In a book on hospice care for the dying called Final Journeys, I came across these lines:
When I first meet people who are adjusting to a terminal diagnosis, I never try to diminish their emotions. “Yes, this is terrible news and it’s very, very sad,” I say. “You don’t need to make excuses for the way you feel. You have a right to feel this way.” These words identify and recognize the struggle the dying person and family are going through. Validation is one of the first and most important tools for opening a different door. [Emphasis added.]
It struck me as a true and beautiful insight, and a typically modern one. It reflects the “turn toward subjectivity” that is a major hallmark of our age. We are learning not to think simply in terms of objective standards and expectations. We are more aware that sympathetic attention should be paid to the unique interior situation of each individual—perhaps especially in cases of trial and suffering.
Haven’t we all experienced the practical wisdom of this insight—both directly and indirectly, by the experience of its opposite? We express emotional pain, for instance, and instead of sympathy we get correction, judgment or unwanted advice. “You’re too sensitive” or “Think positively,” “Mind over matter!” This typically evokes a response of defensiveness in us and a feeling of alienation, which adds to our misery. On the other hand, having a friend sympathetically listen to our troubles without judging us or immediately telling us what we should do, often gives us the relief we need to rise to the challenges we’re facing.

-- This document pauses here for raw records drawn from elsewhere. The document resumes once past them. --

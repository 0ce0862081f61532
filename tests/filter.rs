use std::collections::BTreeMap;

use fangstdata::domain::{Observation, RawObservation, RawRiver, RawStation, Reconcile, River, Station};
use fangstdata::filter::{
    filter_by_combined_search, filter_by_date_range, filter_by_search, filter_by_species,
    filter_observations_by_species, selectable_species,
};

fn rivers() -> BTreeMap<i64, River> {
    let mut collection = BTreeMap::new();
    for (id, name, project, start, end, species) in [
        (1, "Glomma", "P-2024", "2024-05-01", "2024-05-03", vec!["laks"]),
        (2, "Otra", "P-2024", "2024-06-10", "2024-06-12", vec!["aure"]),
        (3, "Lærdalselva", "P-2023", "2023-08-20", "2023-08-21", vec!["laks", "aure"]),
    ] {
        collection.insert(
            id,
            River::from_raw(RawRiver {
                id,
                name: Some(name.to_string()),
                project_id: Some(project.to_string()),
                start_date: start.parse().ok(),
                end_date: end.parse().ok(),
                species: Some(species.into_iter().map(String::from).collect()),
                ..RawRiver::default()
            }),
        );
    }
    collection
}

fn river_dates(river: &River) -> Vec<chrono::NaiveDate> {
    river.start_date.into_iter().chain(river.end_date).collect()
}

#[test]
fn empty_search_string_is_identity() {
    let collection = rivers();
    let filtered = filter_by_search(
        &collection,
        &[
            &|river: &River| river.name.clone(),
            &|river: &River| river.project_id.clone(),
        ],
        "",
    );
    assert_eq!(filtered, collection);
}

#[test]
fn empty_species_list_is_identity() {
    let collection = rivers();
    let filtered = filter_by_species(&collection, |river: &River| river.species.as_slice(), &[]);
    assert_eq!(filtered, collection);
}

#[test]
fn date_range_includes_both_boundaries() {
    let collection = rivers();

    let on_start = filter_by_date_range(
        &collection,
        river_dates,
        "2024-05-01".parse().ok(),
        "2024-05-01".parse().ok(),
    );
    assert!(on_start.contains_key(&1));

    let on_end = filter_by_date_range(
        &collection,
        river_dates,
        "2024-05-03".parse().ok(),
        "2024-05-03".parse().ok(),
    );
    assert!(on_end.contains_key(&1));

    let outside = filter_by_date_range(
        &collection,
        river_dates,
        "2024-05-04".parse().ok(),
        "2024-05-09".parse().ok(),
    );
    assert!(outside.is_empty());
}

#[test]
fn river_passes_when_either_date_overlaps() {
    let collection = rivers();
    // window covers only the end date of river 2
    let filtered = filter_by_date_range(
        &collection,
        river_dates,
        "2024-06-12".parse().ok(),
        "2024-06-30".parse().ok(),
    );
    assert_eq!(filtered.len(), 1);
    assert!(filtered.contains_key(&2));
}

#[test]
fn combined_search_matches_across_the_join() {
    let collection = rivers();
    let filtered = filter_by_combined_search(
        &collection,
        &|river: &River| river.name.clone(),
        &|river: &River| river.project_id.clone(),
        "ma p-20",
    );
    assert_eq!(filtered.len(), 1);
    assert!(filtered.contains_key(&1));
}

#[test]
fn observation_species_filter() {
    let station = Station::from_raw(RawStation {
        id: 1,
        observations: Some(vec![
            RawObservation {
                id: 1,
                species: Some("laks".to_string()),
                ..RawObservation::default()
            },
            RawObservation {
                id: 2,
                species: Some("aure".to_string()),
                ..RawObservation::default()
            },
        ]),
        ..RawStation::default()
    });

    let all = filter_observations_by_species(&station.observations, &[]);
    assert_eq!(all.len(), 2);

    let laks = filter_observations_by_species(&station.observations, &["Laks".to_string()]);
    assert_eq!(laks.len(), 1);
    assert!(laks.iter().all(|observation: &Observation| observation.species == "laks"));
}

#[test]
fn selectable_species_is_a_first_seen_union() {
    let lists: Vec<Vec<String>> = vec![
        vec!["laks".to_string(), "aure".to_string()],
        vec!["aure".to_string(), "abbor".to_string()],
    ];
    let union = selectable_species(lists.iter().map(|list| list.as_slice()));
    assert_eq!(union, vec!["laks", "aure", "abbor"]);
}
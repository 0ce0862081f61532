pub mod api;
pub mod app;
pub mod chart;
pub mod config;
pub mod domain;
pub mod error;
pub mod export;
pub mod feedback;
pub mod filter;
pub mod output;
pub mod store;
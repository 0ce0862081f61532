use std::io::{self, Write};

use serde::Serialize;

use crate::app::{ChartResult, ClearResult, ExportResult, InfoResult, ListResult, SyncResult};
use crate::feedback::Feedback;

pub struct JsonOutput;

impl JsonOutput {
    pub fn print_sync(result: &SyncResult) -> io::Result<()> {
        Self::print_json(result)
    }

    pub fn print_list(result: &ListResult) -> io::Result<()> {
        Self::print_json(result)
    }

    pub fn print_info(result: &InfoResult) -> io::Result<()> {
        Self::print_json(result)
    }

    pub fn print_chart(result: &ChartResult) -> io::Result<()> {
        Self::print_json(result)
    }

    pub fn print_export(result: &ExportResult) -> io::Result<()> {
        Self::print_json(result)
    }

    pub fn print_clear(result: &ClearResult) -> io::Result<()> {
        Self::print_json(result)
    }

    pub fn print_feedback(entries: &[Feedback]) -> io::Result<()> {
        let mut stderr = io::stderr();
        for entry in entries {
            writeln!(stderr, "[{:?}] {}", entry.kind, entry.message)?;
        }
        Ok(())
    }

    fn print_json<T: Serialize>(value: &T) -> io::Result<()> {
        let json = serde_json::to_string_pretty(value).map_err(io::Error::other)?;
        let mut stdout = io::stdout();
        stdout.write_all(json.as_bytes())?;
        stdout.write_all(b"\n")?;
        Ok(())
    }
}
//! Filter criteria never mutate their input; every function returns a fresh
//! keyed collection containing the entries that pass.

use std::collections::{BTreeMap, HashSet};

use chrono::NaiveDate;

use crate::domain::Observation;

pub fn filter_by_search<T: Clone>(
    collection: &BTreeMap<i64, T>,
    fields: &[&dyn Fn(&T) -> String],
    query: &str,
) -> BTreeMap<i64, T> {
    if query.is_empty() {
        return collection.clone();
    }
    let query = query.to_lowercase();
    collection
        .iter()
        .filter(|(_, entry)| {
            fields
                .iter()
                .any(|field| field(entry).to_lowercase().contains(&query))
        })
        .map(|(id, entry)| (*id, entry.clone()))
        .collect()
}

/// Matches against `lower(a) + " " + lower(b)`, so a query can span the
/// boundary between the two attributes.
pub fn filter_by_combined_search<T: Clone>(
    collection: &BTreeMap<i64, T>,
    field_a: &dyn Fn(&T) -> String,
    field_b: &dyn Fn(&T) -> String,
    query: &str,
) -> BTreeMap<i64, T> {
    if query.is_empty() {
        return collection.clone();
    }
    let query = query.to_lowercase();
    collection
        .iter()
        .filter(|(_, entry)| {
            let combined = format!(
                "{} {}",
                field_a(entry).to_lowercase(),
                field_b(entry).to_lowercase()
            );
            combined.contains(&query)
        })
        .map(|(id, entry)| (*id, entry.clone()))
        .collect()
}

/// An entry passes if any date its accessor yields falls within the inclusive
/// range. Rivers yield both start and end date (overlap semantics), stations
/// their single survey date. No bounds at all returns the input unchanged.
pub fn filter_by_date_range<T, F>(
    collection: &BTreeMap<i64, T>,
    dates: F,
    start: Option<NaiveDate>,
    end: Option<NaiveDate>,
) -> BTreeMap<i64, T>
where
    T: Clone,
    F: Fn(&T) -> Vec<NaiveDate>,
{
    if start.is_none() && end.is_none() {
        return collection.clone();
    }
    let start = start.unwrap_or_else(range_min);
    let end = end.unwrap_or_else(range_max);
    collection
        .iter()
        .filter(|(_, entry)| {
            dates(entry)
                .iter()
                .any(|date| *date >= start && *date <= end)
        })
        .map(|(id, entry)| (*id, entry.clone()))
        .collect()
}

/// Keep entries whose species list intersects the selection. An empty
/// selection means no filtering.
pub fn filter_by_species<T, F>(
    collection: &BTreeMap<i64, T>,
    species: F,
    selected: &[String],
) -> BTreeMap<i64, T>
where
    T: Clone,
    F: Fn(&T) -> &[String],
{
    if selected.is_empty() {
        return collection.clone();
    }
    let selected = lowercase_set(selected);
    collection
        .iter()
        .filter(|(_, entry)| {
            species(entry)
                .iter()
                .any(|name| selected.contains(name.as_str()))
        })
        .map(|(id, entry)| (*id, entry.clone()))
        .collect()
}

pub fn filter_observations_by_species(
    observations: &[Observation],
    selected: &[String],
) -> Vec<Observation> {
    if selected.is_empty() {
        return observations.to_vec();
    }
    let selected = lowercase_set(selected);
    observations
        .iter()
        .filter(|observation| selected.contains(observation.species.as_str()))
        .cloned()
        .collect()
}

/// First-seen-ordered union of the species lists across all entries.
pub fn selectable_species<'a, I>(species_lists: I) -> Vec<String>
where
    I: IntoIterator<Item = &'a [String]>,
{
    let mut seen = HashSet::new();
    let mut union = Vec::new();
    for list in species_lists {
        for name in list {
            if seen.insert(name.clone()) {
                union.push(name.clone());
            }
        }
    }
    union
}

fn lowercase_set(selected: &[String]) -> HashSet<String> {
    selected.iter().map(|name| name.to_lowercase()).collect()
}

fn range_min() -> NaiveDate {
    NaiveDate::from_ymd_opt(1970, 1, 1).unwrap_or(NaiveDate::MIN)
}

fn range_max() -> NaiveDate {
    NaiveDate::from_ymd_opt(2100, 1, 1).unwrap_or(NaiveDate::MAX)
}

#[cfg(test)]
mod tests {
    use super::*;
    use crate::domain::{RawRiver, Reconcile, River};

    fn rivers() -> BTreeMap<i64, River> {
        let mut collection = BTreeMap::new();
        for (id, name, project, start, end, species) in [
            (1, "Glomma", "P-2024", "2024-05-01", "2024-05-03", vec!["laks"]),
            (2, "Otra", "P-2024", "2024-06-10", "2024-06-12", vec!["aure"]),
            (3, "Lærdalselva", "P-2023", "2023-08-20", "2023-08-21", vec!["laks", "aure"]),
        ] {
            collection.insert(
                id,
                River::from_raw(RawRiver {
                    id,
                    name: Some(name.to_string()),
                    project_id: Some(project.to_string()),
                    start_date: start.parse().ok(),
                    end_date: end.parse().ok(),
                    species: Some(species.into_iter().map(String::from).collect()),
                    ..RawRiver::default()
                }),
            );
        }
        collection
    }

    #[test]
    fn empty_query_passes_everything() {
        let collection = rivers();
        let filtered = filter_by_search(&collection, &[&|river: &River| river.name.clone()], "");
        assert_eq!(filtered, collection);
    }

    #[test]
    fn search_is_case_insensitive_substring() {
        let collection = rivers();
        let filtered =
            filter_by_search(&collection, &[&|river: &River| river.name.clone()], "GLOM");
        assert_eq!(filtered.len(), 1);
        assert!(filtered.contains_key(&1));
    }

    #[test]
    fn search_spans_multiple_fields() {
        let collection = rivers();
        let filtered = filter_by_search(
            &collection,
            &[
                &|river: &River| river.name.clone(),
                &|river: &River| river.project_id.clone(),
            ],
            "p-2023",
        );
        assert_eq!(filtered.len(), 1);
        assert!(filtered.contains_key(&3));
    }

    #[test]
    fn combined_search_joins_with_space() {
        let collection = rivers();
        let filtered = filter_by_combined_search(
            &collection,
            &|river: &River| river.name.clone(),
            &|river: &River| river.project_id.clone(),
            "otra p-2024",
        );
        assert_eq!(filtered.len(), 1);
        assert!(filtered.contains_key(&2));
    }

    #[test]
    fn date_range_is_inclusive_at_both_bounds() {
        let collection = rivers();
        let accessor = |river: &River| {
            river
                .start_date
                .into_iter()
                .chain(river.end_date)
                .collect::<Vec<_>>()
        };
        let filtered = filter_by_date_range(
            &collection,
            accessor,
            "2024-05-03".parse().ok(),
            "2024-05-03".parse().ok(),
        );
        assert_eq!(filtered.len(), 1);
        assert!(filtered.contains_key(&1));
    }

    #[test]
    fn missing_bounds_default_to_sentinels() {
        let collection = rivers();
        let accessor = |river: &River| {
            river
                .start_date
                .into_iter()
                .chain(river.end_date)
                .collect::<Vec<_>>()
        };
        let unbounded = filter_by_date_range(&collection, accessor, None, None);
        assert_eq!(unbounded, collection);

        let from_2024 = filter_by_date_range(&collection, accessor, "2024-01-01".parse().ok(), None);
        assert_eq!(from_2024.len(), 2);
        assert!(!from_2024.contains_key(&3));
    }

    #[test]
    fn empty_species_selection_passes_everything() {
        let collection = rivers();
        let filtered = filter_by_species(&collection, |river: &River| river.species.as_slice(), &[]);
        assert_eq!(filtered, collection);
    }

    #[test]
    fn species_filter_keeps_intersecting_entries() {
        let collection = rivers();
        let filtered = filter_by_species(
            &collection,
            |river: &River| river.species.as_slice(),
            &["Aure".to_string()],
        );
        assert_eq!(filtered.len(), 2);
        assert!(filtered.contains_key(&2));
        assert!(filtered.contains_key(&3));
    }

    #[test]
    fn selectable_species_union_keeps_first_seen_order() {
        let collection = rivers();
        let union = selectable_species(
            collection
                .values()
                .map(|river| river.species.as_slice()),
        );
        assert_eq!(union, vec!["laks".to_string(), "aure".to_string()]);
    }
}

This is a lesson I’ve been lamentably slow to learn, personally. For much of my life I’d unconsciously assumed that a friend telling me her troubles was the same as a friend asking me for advice. It’s only lately that I’ve begun to understand how seldom advice is really wanted, and how bad a habit it is to give it where it’s not wanted. I’ve learned it partly by noticing that some friends who used to come to me with their troubles don’t anymore, and that when I am in trouble, the friends I turn to are the ones with a particular gift of sympathetic listening.
My desire to become better at this kind of listening is one of the reasons I’m training for hospice volunteer work. Anyway, that’s neither here nor there. What I really want to point out is something else about this notion of “validating feelings”—the flip side.
Not only is it a true insight reflecting a good development, typical our age; it’s also an idea that’s easily twisted into bad teaching infected with the kind of subjectivism and relativism that are, sadly, likewise typical of our age. Let me try to show how.
In the example given above, there is an unspoken premise. The people the author is speaking of have just learned of a terminal diagnosis in themselves or a loved one. In other words, their emotions are a response to a terrible objective evil. But that premise is dropped when the insight is rendered into a general principle for, say, conflict resolution: “It’s important to validate feelings.” And that general principle then quickly morphs into a positive claim of right: “I have a right to have my feelings validated.” From there it’s a short step to, “My feelings are just as valid as anyone else’s” and “There’s no such thing as invalid feelings.”
You see what’s happened? Feelings have been severed from all relation to objective reality. In fact, the only “reality” allowed is the reality of how I feel. We have arrived at the relativism and skepticism that have such corrosive effects our society and on our interpersonal relations. Yet, it’s amazing to observe how many Christians have absorbed this mode of thinking—who even teach it.
In truth, there are such things as invalid feelings—viz., feelings that are completely out of whack with reality. For instance, a friend and I both try out for a part in a play. She is chosen and I hate her for it. This feeling may be natural; it may be understandable; it may be pitiable, but it can’t be called valid. My friend has done nothing to merit my hatred. She can’t “validate my feelings” without accusing herself of wrong she didn’t do. In fact, it is I who owe her an apology, for my irrational viciousness toward her.
Or—another typical case—my friend is hurt or offended by something I did or said. Maybe I told her that I have to spend less time with her because I’m attending to other things in my life. What I said was, objectively, not an offense at all, not wrong, not something I can or should apologize for. But, these days, that friend will typically think that the fact that she feels hurt is enough to establish that I owe her an apology. If I don’t give it to her, she will feel further hurt. Here we see emerging the pattern of co-dependency.
What we need is to appropriate the truth about subjectivity without losing our grip on the importance of objective reality in the life of the person and in the issues and conflicts that arise between persons.
This one of the great gift/tasks of personalism as we understand it.